There were major statistically significant differences in the characteristics of the patients in each drug arm,, with more severe patients with poorer prognosis in the HCQ and HCQ+Az arm, with more patients who were male, black, obese, with diabetes, congestive heart failure, high respiratory rate, low blood oxygen, high AST or ALT, or abnormal chest imaging. These differences are why it is not worthwhile to look at unadjusted results, and is why randomized controlled trials are so important for detecting causal treatment effects.
However, this paper does not focus only on unadjusted comparisons -- its primary analysis looks at comparisons after doing covariate adjustment for these factors in the model.
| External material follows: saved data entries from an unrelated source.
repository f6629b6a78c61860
// History store seam and in-memory implementation
//
// Numan Thabit 2025 Nov

use crate::errors::PayoutError;
use crate::history::entry::HistoryEntry;
use crate::payout::AccountId;
use async_trait::async_trait;
use std::collections::HashMap;
use tokio::sync::Mutex;

/// Retention cap per account.
pub const MAX_HISTORY_ENTRIES: usize = 100;

/// Account-keyed, append-only, capped payout log.
///
/// Stored order is insertion order (newest last); `load` returns the view
/// order, newest first.
#[async_trait]
pub trait HistoryStore: Send + Sync {
    /// Append `entries` in order, keeping only the most recent entries up to the cap.
    async fn append(&self, account: &AccountId, entries: &[HistoryEntry]) -> Result<(), PayoutError>;

    /// Entries newest first. Missing or unreadable logs load as empty.
    async fn load(&self, account: &AccountId) -> Vec<HistoryEntry>;

    /// Remove the account's log. Clearing an absent log is a no-op.
    async fn clear(&self, account: &AccountId) -> Result<(), PayoutError>;
}

/// Drop the oldest entries so that at most `limit` remain.
pub(crate) fn retain_latest(log: &mut Vec<HistoryEntry>, limit: usize) {
    if log.len() > limit {
        let excess = log.len() - limit;
        log.drain(..excess);
    }
}

pub struct MemoryHistoryStore {
    logs: Mutex<HashMap<AccountId, Vec<HistoryEntry>>>,
    limit: usize,
}

impl Default for MemoryHistoryStore {
    fn default() -> Self {
        Self::with_limit(MAX_HISTORY_ENTRIES)
    }
}

impl MemoryHistoryStore {
    pub fn new() -> Self {
        Self::default()
    }

    pub fn with_limit(limit: usize) -> Self {
        Self {
            logs: Mutex::new(HashMap::new()),
            limit,
        }
    }
}

#[async_trait]
impl HistoryStore for MemoryHistoryStore {
    async fn append(&self, account: &AccountId, entries: &[HistoryEntry]) -> Result<(), PayoutError> {
        let mut logs = self.logs.lock().await;
        let log = logs.entry(account.clone()).or_default();
        log.extend_from_slice(entries);
        retain_latest(log, self.limit);
        Ok(())
    }

    async fn load(&self, account: &AccountId) -> Vec<HistoryEntry> {
        let logs = self.logs.lock().await;
        logs.get(account)
            .map(|log| log.iter().rev().cloned().collect())
            .unwrap_or_default()
    }

    async fn clear(&self, account: &AccountId) -> Result<(), PayoutError> {
        self.logs.lock().await.remove(account);
        Ok(())
    }
}

#[cfg(test)]
pub(crate) mod tests {
    use super::*;
    use chrono::{TimeZone, Utc};
    use rust_decimal::Decimal;

    pub(crate) fn entry(n: i64) -> HistoryEntry {
        HistoryEntry {
            date: Utc.timestamp_opt(1_700_000_000 + n, 0).unwrap(),
            address: format!("0x{:040x}", n),
            amount: Decimal::new(n, 0),
            tx_hash: Some(format!("0x{n:x}")),
            network: Some(crate::networks::NetworkId::Polygon),
            from_network: Some(crate::networks::NetworkId::Polygon),
            error: None,
        }
    }

    #[tokio::test]
    async fn keeps_the_most_recent_hundred_in_order() {
        let store = MemoryHistoryStore::new();
        let account = AccountId::parse("0xOwner").unwrap();
        let old: Vec<_> = (0..100).map(entry).collect();
        store.append(&account, &old).await.unwrap();
        let fresh: Vec<_> = (100..105).map(entry).collect();
        store.append(&account, &fresh).await.unwrap();

        let loaded = store.load(&account).await;
        assert_eq!(loaded.len(), 100);
        // newest first: 104..=5
        let amounts: Vec<i64> = loaded
            .iter()
            .map(|e| e.amount.mantissa() as i64)
            .collect();
        assert_eq!(amounts.first(), Some(&104));
        assert_eq!(amounts.last(), Some(&5));
        assert!(amounts.windows(2).all(|w| w[0] == w[1] + 1));
    }

    #[tokio::test]
    async fn lookup_is_case_insensitive_and_clear_is_idempotent() {
        let store = MemoryHistoryStore::new();
        store
            .append(&AccountId::parse("0xABC").unwrap(), &[entry(1)])
            .await
            .unwrap();
        let account = AccountId::parse("0xabc").unwrap();
        assert_eq!(store.load(&account).await.len(), 1);

        store.clear(&account).await.unwrap();
        store.clear(&account).await.unwrap();
        assert!(store.load(&account).await.is_empty());
    }
}
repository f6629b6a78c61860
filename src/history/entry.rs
// Persisted history entry
// Flat record shape stored per payout: date, address, amount, txHash or
// error, and the networks involved
//
// Numan Thabit 2025 Nov

use crate::networks::{deserialize_lenient, NetworkId};
use crate::payout::{OutcomeResult, PayoutOutcome};
use chrono::{DateTime, Utc};
use rust_decimal::Decimal;
use serde::{Deserialize, Serialize};

#[derive(Debug, Clone, PartialEq, Eq, Serialize, Deserialize)]
#[serde(rename_all = "camelCase")]
pub struct HistoryEntry {
    pub date: DateTime<Utc>,
    pub address: String,
    pub amount: Decimal,
    #[serde(default, skip_serializing_if = "Option::is_none")]
    pub tx_hash: Option<String>,
    /// Destination network; `None` when the stored chain id is not recognised
    #[serde(default, deserialize_with = "deserialize_lenient")]
    pub network: Option<NetworkId>,
    #[serde(
        default,
        deserialize_with = "deserialize_lenient",
        skip_serializing_if = "Option::is_none"
    )]
    pub from_network: Option<NetworkId>,
    #[serde(default, skip_serializing_if = "Option::is_none")]
    pub error: Option<String>,
}

impl HistoryEntry {
    pub fn is_failed(&self) -> bool {
        self.error.is_some()
    }

    /// Explorer link for successful entries on a known network.
    pub fn explorer_url(&self) -> Option<String> {
        match (&self.tx_hash, self.network) {
            (Some(hash), Some(network)) => Some(network.explorer_tx_url(hash)),
            _ => None,
        }
    }
}

impl From<&PayoutOutcome> for HistoryEntry {
    fn from(outcome: &PayoutOutcome) -> Self {
        let (tx_hash, error) = match &outcome.result {
            OutcomeResult::Sent { tx_hash } => (Some(tx_hash.clone()), None),
            OutcomeResult::Failed { error } => (None, Some(error.clone())),
        };
        Self {
            date: outcome.timestamp,
            address: outcome.request.recipient().to_string(),
            amount: outcome.request.amount(),
            tx_hash,
            network: Some(outcome.to_network),
            from_network: Some(outcome.from_network),
            error,
        }
    }
}
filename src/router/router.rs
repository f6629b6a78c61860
// Route resolver
// Decides between a direct transfer and an oracle-quoted bridge for each
// payout and hands the resulting plan to the execution engine
//
// Numan Thabit 2025 Nov

use super::execution::{Execution, ExecutionEngine};
use super::oracle::RoutingOracle;
use super::routes::{Route, RoutePlan, RouteQuery};
use crate::errors::PayoutError;
use crate::networks::{NetworkId, NetworkRegistry};
use crate::payout::to_base_units;
use crate::signing::SigningCapability;
use rust_decimal::Decimal;
use std::sync::Arc;
use tracing::{debug, info};

/// High-level resolver that ties route selection and execution together
pub struct RouteResolver {
    registry: NetworkRegistry,
    oracle: Arc<dyn RoutingOracle>,
    executor: ExecutionEngine,
}

impl RouteResolver {
    pub fn new(registry: NetworkRegistry, oracle: Arc<dyn RoutingOracle>) -> Self {
        let executor = ExecutionEngine::new(oracle.clone());
        Self {
            registry,
            oracle,
            executor,
        }
    }

    pub fn registry(&self) -> &NetworkRegistry {
        &self.registry
    }

    pub fn executor(&self) -> &ExecutionEngine {
        &self.executor
    }

    /// Produce a fresh plan for one transfer. Quotes are never cached.
    #[tracing::instrument(skip_all, fields(source = %source, destination = %destination, amount = %amount))]
    pub async fn resolve(
        &self,
        source: NetworkId,
        destination: NetworkId,
        amount: Decimal,
        source_address: &str,
        destination_address: &str,
    ) -> Result<RoutePlan, PayoutError> {
        let source_token = self.registry.token_contract(source)?.to_string();
        let amount_units = to_base_units(amount)?;

        if source == destination {
            debug!("same network, using direct transfer");
            return Ok(RoutePlan {
                route: Route::Direct {
                    network: source,
                    token_contract: source_token.clone(),
                },
                source_token,
                recipient: destination_address.to_string(),
                amount: amount_units,
            });
        }

        let destination_token = self.registry.token_contract(destination)?.to_string();
        let query = RouteQuery {
            from_network: source,
            to_network: destination,
            from_token: source_token.clone(),
            to_token: destination_token,
            from_amount: amount_units,
            from_address: source_address.to_string(),
            to_address: destination_address.to_string(),
        };

        let candidates = self.oracle.routes(&query).await?;
        let alternatives = candidates.len();
        // Oracle ranks candidates; take the first as-is.
        let quote = candidates
            .into_iter()
            .next()
            .ok_or(PayoutError::RouteNotFound)?;

        info!(
            quote = %quote.id,
            tool = ?quote.tool,
            alternatives = alternatives,
            "selected bridge route"
        );

        Ok(RoutePlan {
            route: Route::Bridged {
                source_network: source,
                destination_network: destination,
                quote,
            },
            source_token,
            recipient: destination_address.to_string(),
            amount: amount_units,
        })
    }

    pub async fn execute(
        &self,
        plan: &RoutePlan,
        signer: &dyn SigningCapability,
    ) -> Result<Execution, PayoutError> {
        self.executor.execute(plan, signer).await
    }
}
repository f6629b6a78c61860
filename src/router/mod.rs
// Router module - route resolution and execution plane
// This file wires the resolver that turns payout requests into route plans
// and the execution engine that broadcasts them through a signer
//
// Numan Thabit 2025 Nov

pub mod execution;
pub mod oracle;
pub mod routes;

#[allow(clippy::module_inception)]
pub mod router;

pub use execution::{Execution, ExecutionEngine, ExecutionStats};
pub use oracle::{RoutingOracle, TransferStatus};
pub use router::RouteResolver;
pub use routes::{BridgeQuote, Route, RoutePlan, RouteQuery};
After covariate adjustment, there were not statistically significant differences between the groups, but the point estimates still suggested no measurable benefit in time to death for HCQ arm (HR=1.08) or HCQ+Az (1.35) relative to the untreated arm (the Az alone arm had HR=0.56).. One would hope to at least see a trend towards benefit (i.e. HR<1) in the HCQ arms if it was truly helping, but this was not seen here.
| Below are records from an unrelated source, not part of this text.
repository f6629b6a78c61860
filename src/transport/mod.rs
// Transport layer
// JSON-RPC node access for signing and HTTP access to the routing oracle
//
// Numan Thabit 2025 Nov

pub mod jsonrpc;
pub mod lifi;
// Control plane: per-account serialization
//
// One async mutex per account. Batch admission takes it with try_lock so a
// second batch for the same account is rejected; history writers wait on it
// so load-modify-write cycles never interleave. Entries nobody holds or waits
// on are dropped from the map when the last permit is released.
//
// Numan Thabit 2025 Nov

use crate::errors::PayoutError;
use crate::payout::AccountId;
use std::collections::HashMap;
use std::sync::{Arc, Mutex, MutexGuard, PoisonError};
use tokio::sync::{Mutex as AsyncMutex, OwnedMutexGuard};
use tracing::debug;

type LockMap = HashMap<AccountId, Arc<AsyncMutex<()>>>;

#[derive(Clone, Default)]
pub struct AccountLocks {
    inner: Arc<Mutex<LockMap>>,
}

/// Held for the duration of a batch or a history write.
pub struct AccountPermit {
    guard: Option<OwnedMutexGuard<()>>,
    account: AccountId,
    locks: AccountLocks,
}

impl Drop for AccountPermit {
    fn drop(&mut self) {
        self.guard.take();
        self.locks.prune(&self.account);
    }
}

impl AccountLocks {
    pub fn new() -> Self {
        Self::default()
    }

    // never held across an await
    fn map(&self) -> MutexGuard<'_, LockMap> {
        self.inner.lock().unwrap_or_else(PoisonError::into_inner)
    }

    fn lock_for(&self, account: &AccountId) -> Arc<AsyncMutex<()>> {
        self.map()
            .entry(account.clone())
            .or_insert_with(|| Arc::new(AsyncMutex::new(())))
            .clone()
    }

    /// Remove the account's entry once only the map references it.
    fn prune(&self, account: &AccountId) {
        let mut map = self.map();
        if map.get(account).is_some_and(|lock| Arc::strong_count(lock) == 1) {
            map.remove(account);
        }
    }

    fn permit(&self, account: &AccountId, guard: OwnedMutexGuard<()>) -> AccountPermit {
        AccountPermit {
            guard: Some(guard),
            account: account.clone(),
            locks: self.clone(),
        }
    }

    /// Wait until the account is free.
    pub async fn acquire(&self, account: &AccountId) -> AccountPermit {
        let guard = self.lock_for(account).lock_owned().await;
        self.permit(account, guard)
    }

    /// Take the account lock only if nobody else holds it.
    pub fn try_acquire(&self, account: &AccountId) -> Result<AccountPermit, PayoutError> {
        match self.lock_for(account).try_lock_owned() {
            Ok(guard) => Ok(self.permit(account, guard)),
            Err(_) => {
                debug!(account = %account, "account busy");
                Err(PayoutError::BatchInProgress(account.to_string()))
            }
        }
    }
}

#[cfg(test)]
mod tests {
    use super::*;

    fn tracked(locks: &AccountLocks) -> usize {
        locks.inner.lock().unwrap().len()
    }

    #[tokio::test]
    async fn second_try_acquire_is_rejected_until_release() {
        let locks = AccountLocks::new();
        let a = AccountId::parse("0xAA").unwrap();
        let b = AccountId::parse("0xbb").unwrap();

        let permit = locks.try_acquire(&a).unwrap();
        assert_eq!(
            locks.try_acquire(&AccountId::parse("0xaa").unwrap()).err(),
            Some(PayoutError::BatchInProgress("0xaa".into()))
        );
        assert!(locks.try_acquire(&b).is_ok());

        drop(permit);
        assert!(locks.try_acquire(&a).is_ok());
    }

    #[tokio::test]
    async fn released_accounts_leave_the_map() {
        let locks = AccountLocks::new();
        let a = AccountId::parse("0xaa").unwrap();
        let b = AccountId::parse("0xbb").unwrap();

        let first = locks.try_acquire(&a).unwrap();
        let second = locks.acquire(&b).await;
        assert_eq!(tracked(&locks), 2);
        drop(first);
        assert_eq!(tracked(&locks), 1);
        drop(second);
        assert_eq!(tracked(&locks), 0);

        for n in 0..50 {
            let account = AccountId::parse(&format!("0x{n:02x}")).unwrap();
            drop(locks.acquire(&account).await);
        }
        assert_eq!(tracked(&locks), 0);
    }

    #[tokio::test]
    async fn entry_survives_while_a_writer_waits() {
        let locks = AccountLocks::new();
        let a = AccountId::parse("0xaa").unwrap();

        let held = locks.acquire(&a).await;
        let waiter = {
            let locks = locks.clone();
            let a = a.clone();
            tokio::spawn(async move {
                let _permit = locks.acquire(&a).await;
            })
        };
        tokio::task::yield_now().await;

        drop(held);
        assert_eq!(tracked(&locks), 1);
        waiter.await.unwrap();
        assert_eq!(tracked(&locks), 0);
    }
}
Importantly, the rate of cardiac arrest was higher in the HCQ and HCQ+Az arm, and again they performed analyses adjusting for covariates and found that even after adjustment, the HCQ+Az had a statistically significant higher risk of cardiac arrest than the arm with no HCQ or Az.
Overall, this confirms what we have seen in other studies, that when looking across all hospitalized patients, there is not evidence that HCQ or HCQ+Az has benefit in preventing death, and that there is higher risk of cardiac toxicities that must be monitored, which makes it crucial that HCQ only be given under close medical guidance.
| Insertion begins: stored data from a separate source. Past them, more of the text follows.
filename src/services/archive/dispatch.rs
use std::path::PathBuf;
use std::sync::Arc;

use tokio::sync::Semaphore;
use tokio::task::JoinSet;

use crate::core::errors::{Error, Result};
use crate::models::item::Item;
use crate::models::report::{CopiedFile, MoveFailure};
use crate::services::fs::move_file;

pub const DEFAULT_MAX_CONCURRENCY: usize = 16;

/// Result of a single copy task.
#[derive(Debug)]
pub enum MoveOutcome {
    Copied(CopiedFile),
    Failed(MoveFailure),
}

/// Bounded pool of copy tasks. Every dispatched copy is awaited by
/// [`MoveDispatcher::finish`].
pub struct MoveDispatcher {
    tasks: JoinSet<MoveOutcome>,
    permits: Arc<Semaphore>,
}

impl MoveDispatcher {
    pub fn new(max_concurrency: usize) -> Self {
        Self {
            tasks: JoinSet::new(),
            permits: Arc::new(Semaphore::new(max_concurrency.max(1))),
        }
    }

    /// Queues a copy of `item` into `output_folder`. Waits while the pool is
    /// saturated.
    pub async fn dispatch(&mut self, item: Item, output_folder: PathBuf) -> Result<()> {
        tracing::debug!(
            "Dispatching copy of {} into {}",
            item.path().display(),
            output_folder.display()
        );

        self.spawn_limited(move || match move_file(&item, &output_folder) {
            Ok(copied) => MoveOutcome::Copied(copied),
            Err(e) => {
                tracing::warn!("Failed to copy {}: {}", item.path().display(), e);
                MoveOutcome::Failed(MoveFailure {
                    source: item.path().to_path_buf(),
                    destination: output_folder.join(item.file_name()),
                    reason: e.to_string(),
                })
            }
        })
        .await
    }

    /// Runs `job` on the blocking pool once a permit is free. The permit is
    /// held until the job returns.
    async fn spawn_limited<F>(&mut self, job: F) -> Result<()>
    where
        F: FnOnce() -> MoveOutcome + Send + 'static,
    {
        let permit = Arc::clone(&self.permits)
            .acquire_owned()
            .await
            .map_err(|e| Error::Other(format!("copy pool closed: {e}")))?;

        self.tasks.spawn_blocking(move || {
            let _permit = permit;
            job()
        });
        Ok(())
    }

    /// Waits for every dispatched copy. A panicked task is reported after the
    /// remaining tasks have been drained.
    pub async fn finish(mut self) -> Result<Vec<MoveOutcome>> {
        let mut outcomes = Vec::with_capacity(self.tasks.len());
        let mut first_panic = None;
        while let Some(joined) = self.tasks.join_next().await {
            match joined {
                Ok(outcome) => outcomes.push(outcome),
                Err(e) => {
                    tracing::error!("Copy task panicked: {}", e);
                    first_panic.get_or_insert(e);
                }
            }
        }
        match first_panic {
            Some(e) => Err(Error::Task(e)),
            None => Ok(outcomes),
        }
    }
}
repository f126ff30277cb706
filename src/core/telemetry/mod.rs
pub mod logging;

pub use logging::init_logging;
The shine is clearly off the HCQ treatment from the initial hype. These results are not promising for those who suggest HCQ should be a front line therapy for hospitalized COVID-19 patients.
However, the randomized studies are still needed, since it is not clear whether the covariate adjustment was sufficient to adjust for the major confounding factors between the treatment arms. There are many ongoing randomized trials involving HCQ, and those results should come in during the coming months and provide more definitive results of its potential benefit and risks.